(Collected data)
Start of Block

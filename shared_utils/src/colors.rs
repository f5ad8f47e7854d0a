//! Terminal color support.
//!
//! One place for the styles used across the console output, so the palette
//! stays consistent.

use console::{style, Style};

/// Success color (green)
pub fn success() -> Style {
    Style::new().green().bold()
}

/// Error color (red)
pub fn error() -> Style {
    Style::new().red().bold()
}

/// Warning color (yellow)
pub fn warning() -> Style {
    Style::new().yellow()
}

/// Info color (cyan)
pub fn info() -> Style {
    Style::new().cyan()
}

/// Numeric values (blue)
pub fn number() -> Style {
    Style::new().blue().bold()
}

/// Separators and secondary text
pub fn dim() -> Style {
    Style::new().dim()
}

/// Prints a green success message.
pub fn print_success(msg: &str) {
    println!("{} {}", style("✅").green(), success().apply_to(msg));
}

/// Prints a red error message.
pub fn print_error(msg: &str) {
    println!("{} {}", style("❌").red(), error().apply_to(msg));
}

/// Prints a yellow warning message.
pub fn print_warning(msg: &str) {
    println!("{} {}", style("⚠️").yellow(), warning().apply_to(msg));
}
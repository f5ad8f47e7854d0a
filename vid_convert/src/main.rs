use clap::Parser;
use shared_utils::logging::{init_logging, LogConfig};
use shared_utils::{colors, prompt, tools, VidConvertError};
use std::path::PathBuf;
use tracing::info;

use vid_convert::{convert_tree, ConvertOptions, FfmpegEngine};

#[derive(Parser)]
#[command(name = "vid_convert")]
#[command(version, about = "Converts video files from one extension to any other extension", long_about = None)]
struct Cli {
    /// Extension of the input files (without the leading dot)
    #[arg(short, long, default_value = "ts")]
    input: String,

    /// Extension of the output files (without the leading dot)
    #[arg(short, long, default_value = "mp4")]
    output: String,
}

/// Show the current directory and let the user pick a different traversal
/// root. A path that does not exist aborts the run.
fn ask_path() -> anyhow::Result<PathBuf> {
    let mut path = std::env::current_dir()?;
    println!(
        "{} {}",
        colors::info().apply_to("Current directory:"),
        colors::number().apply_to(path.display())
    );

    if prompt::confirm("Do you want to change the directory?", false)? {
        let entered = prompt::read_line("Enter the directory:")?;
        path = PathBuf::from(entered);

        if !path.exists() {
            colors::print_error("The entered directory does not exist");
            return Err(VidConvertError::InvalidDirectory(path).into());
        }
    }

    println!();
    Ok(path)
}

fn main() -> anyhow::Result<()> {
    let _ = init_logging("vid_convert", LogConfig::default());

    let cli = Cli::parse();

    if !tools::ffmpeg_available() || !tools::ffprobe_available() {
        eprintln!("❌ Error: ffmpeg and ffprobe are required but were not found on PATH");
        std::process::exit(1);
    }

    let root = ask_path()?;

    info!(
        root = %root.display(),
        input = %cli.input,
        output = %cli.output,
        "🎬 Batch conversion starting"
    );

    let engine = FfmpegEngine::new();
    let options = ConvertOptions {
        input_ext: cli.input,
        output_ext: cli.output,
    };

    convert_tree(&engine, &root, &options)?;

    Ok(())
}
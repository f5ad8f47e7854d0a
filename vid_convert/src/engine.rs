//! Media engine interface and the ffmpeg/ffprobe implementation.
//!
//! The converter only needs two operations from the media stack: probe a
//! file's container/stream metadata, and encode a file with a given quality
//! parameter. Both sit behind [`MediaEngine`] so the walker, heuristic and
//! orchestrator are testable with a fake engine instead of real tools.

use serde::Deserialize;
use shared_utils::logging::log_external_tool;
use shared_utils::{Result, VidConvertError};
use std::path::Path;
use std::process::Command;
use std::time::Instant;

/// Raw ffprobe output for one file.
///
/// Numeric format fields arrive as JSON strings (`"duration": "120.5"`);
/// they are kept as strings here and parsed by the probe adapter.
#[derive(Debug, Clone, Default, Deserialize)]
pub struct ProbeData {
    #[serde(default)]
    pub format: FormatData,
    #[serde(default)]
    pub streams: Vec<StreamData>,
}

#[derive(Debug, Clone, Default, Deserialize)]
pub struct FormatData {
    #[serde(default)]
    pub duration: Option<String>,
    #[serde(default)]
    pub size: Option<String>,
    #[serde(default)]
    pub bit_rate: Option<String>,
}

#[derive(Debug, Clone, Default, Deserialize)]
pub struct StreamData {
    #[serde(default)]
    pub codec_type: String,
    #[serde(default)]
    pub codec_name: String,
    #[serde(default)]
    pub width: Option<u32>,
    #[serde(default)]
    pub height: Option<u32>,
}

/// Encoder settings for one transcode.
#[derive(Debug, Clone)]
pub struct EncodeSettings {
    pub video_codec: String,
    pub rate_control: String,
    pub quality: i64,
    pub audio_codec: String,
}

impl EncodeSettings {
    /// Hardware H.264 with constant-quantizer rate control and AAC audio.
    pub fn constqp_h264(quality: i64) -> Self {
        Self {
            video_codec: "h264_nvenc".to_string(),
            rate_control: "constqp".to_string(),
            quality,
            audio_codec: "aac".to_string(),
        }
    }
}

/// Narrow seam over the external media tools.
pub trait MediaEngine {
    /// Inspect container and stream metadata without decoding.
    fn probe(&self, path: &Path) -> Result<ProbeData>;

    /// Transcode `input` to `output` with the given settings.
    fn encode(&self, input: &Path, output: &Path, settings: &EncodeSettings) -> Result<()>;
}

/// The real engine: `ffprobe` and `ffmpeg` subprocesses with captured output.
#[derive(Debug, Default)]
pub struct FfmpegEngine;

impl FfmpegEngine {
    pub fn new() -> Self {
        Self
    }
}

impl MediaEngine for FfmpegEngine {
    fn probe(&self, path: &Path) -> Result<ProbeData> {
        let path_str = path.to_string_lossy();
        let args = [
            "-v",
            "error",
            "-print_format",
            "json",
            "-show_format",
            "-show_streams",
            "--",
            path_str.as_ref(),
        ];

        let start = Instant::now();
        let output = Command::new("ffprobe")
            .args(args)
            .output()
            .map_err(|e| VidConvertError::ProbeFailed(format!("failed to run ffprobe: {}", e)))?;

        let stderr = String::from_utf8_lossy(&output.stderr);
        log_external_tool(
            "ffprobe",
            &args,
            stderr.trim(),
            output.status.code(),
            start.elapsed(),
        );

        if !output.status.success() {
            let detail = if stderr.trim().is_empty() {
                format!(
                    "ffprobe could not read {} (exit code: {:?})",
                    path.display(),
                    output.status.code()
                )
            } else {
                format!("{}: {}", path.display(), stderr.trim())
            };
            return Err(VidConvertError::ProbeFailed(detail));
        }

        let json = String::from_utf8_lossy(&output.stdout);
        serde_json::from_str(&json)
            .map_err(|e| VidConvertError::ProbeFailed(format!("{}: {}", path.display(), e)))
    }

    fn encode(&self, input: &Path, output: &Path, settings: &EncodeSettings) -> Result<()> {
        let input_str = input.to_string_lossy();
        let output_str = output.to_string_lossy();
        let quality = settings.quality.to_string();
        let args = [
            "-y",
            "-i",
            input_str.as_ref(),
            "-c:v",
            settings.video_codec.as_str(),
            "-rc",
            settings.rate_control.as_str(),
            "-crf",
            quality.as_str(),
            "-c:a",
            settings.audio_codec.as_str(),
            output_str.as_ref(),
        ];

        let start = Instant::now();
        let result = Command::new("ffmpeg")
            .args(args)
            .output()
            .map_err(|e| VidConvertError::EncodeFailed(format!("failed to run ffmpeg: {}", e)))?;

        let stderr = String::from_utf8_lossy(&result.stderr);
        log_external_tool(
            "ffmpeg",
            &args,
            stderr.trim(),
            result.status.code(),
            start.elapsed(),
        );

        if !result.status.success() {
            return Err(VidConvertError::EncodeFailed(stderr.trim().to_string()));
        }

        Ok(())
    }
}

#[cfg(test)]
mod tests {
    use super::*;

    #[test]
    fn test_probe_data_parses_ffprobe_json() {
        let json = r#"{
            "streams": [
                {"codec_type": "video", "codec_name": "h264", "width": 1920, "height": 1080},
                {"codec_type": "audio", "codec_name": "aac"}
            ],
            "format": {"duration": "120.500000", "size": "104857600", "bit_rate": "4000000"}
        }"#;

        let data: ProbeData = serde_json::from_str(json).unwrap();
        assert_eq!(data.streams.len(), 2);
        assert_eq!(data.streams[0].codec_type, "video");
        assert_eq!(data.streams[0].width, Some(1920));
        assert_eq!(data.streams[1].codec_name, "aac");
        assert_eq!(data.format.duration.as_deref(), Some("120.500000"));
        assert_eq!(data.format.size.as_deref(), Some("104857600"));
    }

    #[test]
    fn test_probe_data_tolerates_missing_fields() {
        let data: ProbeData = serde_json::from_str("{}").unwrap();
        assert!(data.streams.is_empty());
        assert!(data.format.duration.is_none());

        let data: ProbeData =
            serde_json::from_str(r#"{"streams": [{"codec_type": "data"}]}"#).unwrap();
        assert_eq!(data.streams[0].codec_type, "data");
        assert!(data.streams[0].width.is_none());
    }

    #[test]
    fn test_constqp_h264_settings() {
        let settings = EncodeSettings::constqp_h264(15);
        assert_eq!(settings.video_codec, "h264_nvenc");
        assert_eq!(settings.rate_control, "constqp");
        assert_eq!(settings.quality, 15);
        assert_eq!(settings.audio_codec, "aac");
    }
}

End of Block
Start of Block

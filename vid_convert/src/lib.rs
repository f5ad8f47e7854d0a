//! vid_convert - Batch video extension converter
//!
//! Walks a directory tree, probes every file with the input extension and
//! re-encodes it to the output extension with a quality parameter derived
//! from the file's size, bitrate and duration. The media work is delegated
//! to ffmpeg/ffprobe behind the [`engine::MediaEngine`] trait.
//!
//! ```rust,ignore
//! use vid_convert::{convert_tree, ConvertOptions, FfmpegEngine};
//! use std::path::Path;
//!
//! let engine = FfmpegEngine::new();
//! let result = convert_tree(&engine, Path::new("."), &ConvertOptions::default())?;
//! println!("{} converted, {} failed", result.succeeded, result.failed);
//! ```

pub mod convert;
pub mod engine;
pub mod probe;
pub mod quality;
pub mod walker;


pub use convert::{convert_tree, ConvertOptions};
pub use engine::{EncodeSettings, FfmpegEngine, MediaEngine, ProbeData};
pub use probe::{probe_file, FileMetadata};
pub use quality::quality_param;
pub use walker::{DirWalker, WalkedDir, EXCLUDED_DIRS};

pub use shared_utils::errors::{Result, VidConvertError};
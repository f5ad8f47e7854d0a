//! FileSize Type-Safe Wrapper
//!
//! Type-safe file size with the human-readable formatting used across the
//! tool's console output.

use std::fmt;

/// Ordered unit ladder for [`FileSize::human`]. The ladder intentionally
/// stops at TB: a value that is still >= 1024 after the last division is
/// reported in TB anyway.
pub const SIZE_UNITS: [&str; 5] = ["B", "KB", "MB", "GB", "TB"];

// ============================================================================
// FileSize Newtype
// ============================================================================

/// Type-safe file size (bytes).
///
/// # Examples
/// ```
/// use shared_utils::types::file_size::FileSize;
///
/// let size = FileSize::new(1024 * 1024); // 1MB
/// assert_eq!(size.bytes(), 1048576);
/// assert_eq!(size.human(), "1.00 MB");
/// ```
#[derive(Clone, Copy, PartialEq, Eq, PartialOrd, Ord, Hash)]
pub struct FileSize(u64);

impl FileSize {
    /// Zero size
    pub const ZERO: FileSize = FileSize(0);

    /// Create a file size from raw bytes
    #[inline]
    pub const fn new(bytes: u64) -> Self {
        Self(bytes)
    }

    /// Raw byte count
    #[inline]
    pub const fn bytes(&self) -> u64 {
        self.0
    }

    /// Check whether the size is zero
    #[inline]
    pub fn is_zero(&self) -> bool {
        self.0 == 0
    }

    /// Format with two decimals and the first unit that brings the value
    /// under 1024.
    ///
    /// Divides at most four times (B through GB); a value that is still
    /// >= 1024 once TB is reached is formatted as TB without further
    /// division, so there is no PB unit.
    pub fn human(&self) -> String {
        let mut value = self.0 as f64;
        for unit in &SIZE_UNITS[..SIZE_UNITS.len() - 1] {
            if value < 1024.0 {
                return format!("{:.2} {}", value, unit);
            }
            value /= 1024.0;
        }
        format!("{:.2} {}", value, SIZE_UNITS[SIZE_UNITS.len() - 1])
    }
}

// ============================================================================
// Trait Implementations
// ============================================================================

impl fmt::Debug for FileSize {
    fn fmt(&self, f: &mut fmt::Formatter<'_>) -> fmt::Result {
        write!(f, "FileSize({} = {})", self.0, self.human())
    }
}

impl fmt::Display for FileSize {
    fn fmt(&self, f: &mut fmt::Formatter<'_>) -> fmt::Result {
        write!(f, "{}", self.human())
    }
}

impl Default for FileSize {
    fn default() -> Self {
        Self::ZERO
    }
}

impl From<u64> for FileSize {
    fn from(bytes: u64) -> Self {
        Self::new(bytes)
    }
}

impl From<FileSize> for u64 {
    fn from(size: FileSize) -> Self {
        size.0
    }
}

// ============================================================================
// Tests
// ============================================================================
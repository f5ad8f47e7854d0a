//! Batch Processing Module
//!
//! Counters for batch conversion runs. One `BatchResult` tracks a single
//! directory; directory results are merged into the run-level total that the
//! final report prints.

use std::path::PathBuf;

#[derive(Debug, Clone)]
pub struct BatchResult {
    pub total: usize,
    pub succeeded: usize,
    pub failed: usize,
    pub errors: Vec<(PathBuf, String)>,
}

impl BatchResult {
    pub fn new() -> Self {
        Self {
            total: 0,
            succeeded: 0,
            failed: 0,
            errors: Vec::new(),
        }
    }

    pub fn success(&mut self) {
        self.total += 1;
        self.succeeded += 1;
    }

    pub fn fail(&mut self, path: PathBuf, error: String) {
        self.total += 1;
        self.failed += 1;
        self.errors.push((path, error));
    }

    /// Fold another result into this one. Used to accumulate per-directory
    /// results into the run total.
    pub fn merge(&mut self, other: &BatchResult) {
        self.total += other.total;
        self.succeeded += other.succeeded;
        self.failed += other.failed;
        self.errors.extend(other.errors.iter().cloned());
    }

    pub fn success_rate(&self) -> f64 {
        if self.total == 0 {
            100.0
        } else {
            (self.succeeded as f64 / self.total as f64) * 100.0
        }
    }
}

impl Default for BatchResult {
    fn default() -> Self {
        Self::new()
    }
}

End of Block

Exercise objective | All that is needed is the exact run of lines above from the line containing "filename shared_utils/src/colors.rs" through the line containing "Error color (red)", both of them included.

Task solution |
filename shared_utils/src/colors.rs
repository f5ad8f47e7854d0a
//! Terminal color support.
//!
//! One place for the styles used across the console output, so the palette
//! stays consistent.

use console::{style, Style};

/// Success color (green)
pub fn success() -> Style {
    Style::new().green().bold()
}

/// Error color (red)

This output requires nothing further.